Nina: Well, one of the things that I found in my book was that women and children have been particularly ignored by the scientific literature, you know. When the low fat diet was extended to women and children, there were zero data on them. And, you know, women, and children especially I think, their health has declined so precipitously and I feel — I really want to research and investigate what — how we understood what was a nutritious diet for children before the entire nutrition community became uniquely obsessed with providing nutrition only to prevent heart disease in middle aged men. So I would like to research that, but in the meantime I’m working really hard on promoting my book, it’s — I have a bunch of media on the website is thebigfatsurprise.com, pretty easy to remember so I’m really working hard on getting this message out which I feel is so important, it’s still, as you know, a really — it’s an uphill course, but I think that people are responsive to it and I really think it’s really important for people to know. So I’m working on that.
Jonathan: Nina, I really appreciate that, I especially appreciate you calling up the women and children angle because one of the things also that I found to be advantageous about overcoming one’s fear of saturated fat is it sure makes eating vegetables a lot easier, because if you try to get your kids to eat raw kale, they’re probably not going to. But if you are not afraid to sauté it with some bacon drippings and put a little salt on it, that’s good eating, so…

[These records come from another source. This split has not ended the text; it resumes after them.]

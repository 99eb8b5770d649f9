use crate::config::Config;
use crate::session::CaptureSession;
use std::collections::HashMap;
use std::sync::Arc;
use tokio::sync::RwLock;

/// Shared application state for HTTP handlers
#[derive(Clone)]
pub struct AppState {
    /// Active capture sessions (session_id → session)
    pub sessions: Arc<RwLock<HashMap<String, Arc<CaptureSession>>>>,

    /// Service configuration (analyzer endpoint, capture defaults)
    pub config: Arc<Config>,
}

impl AppState {
    pub fn new(config: Arc<Config>) -> Self {
        Self {
            sessions: Arc::new(RwLock::new(HashMap::new())),
            config,
        }
    }
}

Nina: That’s totally true. And you eat the fat to absorb the vitamins in the vegetables. Without the fat, you can’t absorb the vitamin, the fat soluble vitamins A, D, E and K. So fat is essential.
Jonathan: I love it, well Nina, thank you so much for joining us for today it’s been an absolute [20:00] pleasure.
Nina: Thank you, it’s great to be here.
Jonathan: Listeners and viewers I hope you enjoyed todays show as much as I did. Again, our guest today is Nina Teicholz and her book is The Big Fat Surprise: Why Butter, Meat and Cheese Belong in a Healthy Diet and remember this week and every week after, eat smarter, exercise smarter, and live better. Chat with you soon.
This week we have the pleasure of hearing from Nina Teicholz. In her own words:
“Nina Teicholz wrote on food and nutrition science for Gourmet and Men’s Health magazines. She was a reporter for National Public Radio for years, covering Washington, D.C. and Latin America. She has also contributed, on a variety of topics, to the New Yorker, the Economist, the New York Times, and Salon, among other publications. In addition, she served as the associate director for the Center for Globalization and Sustainable Development at Columbia University. Teicholz studied biology at Yale and Stanford Universities and earned a master’s degree from Oxford University. She lives in New York with her husband and their sons.”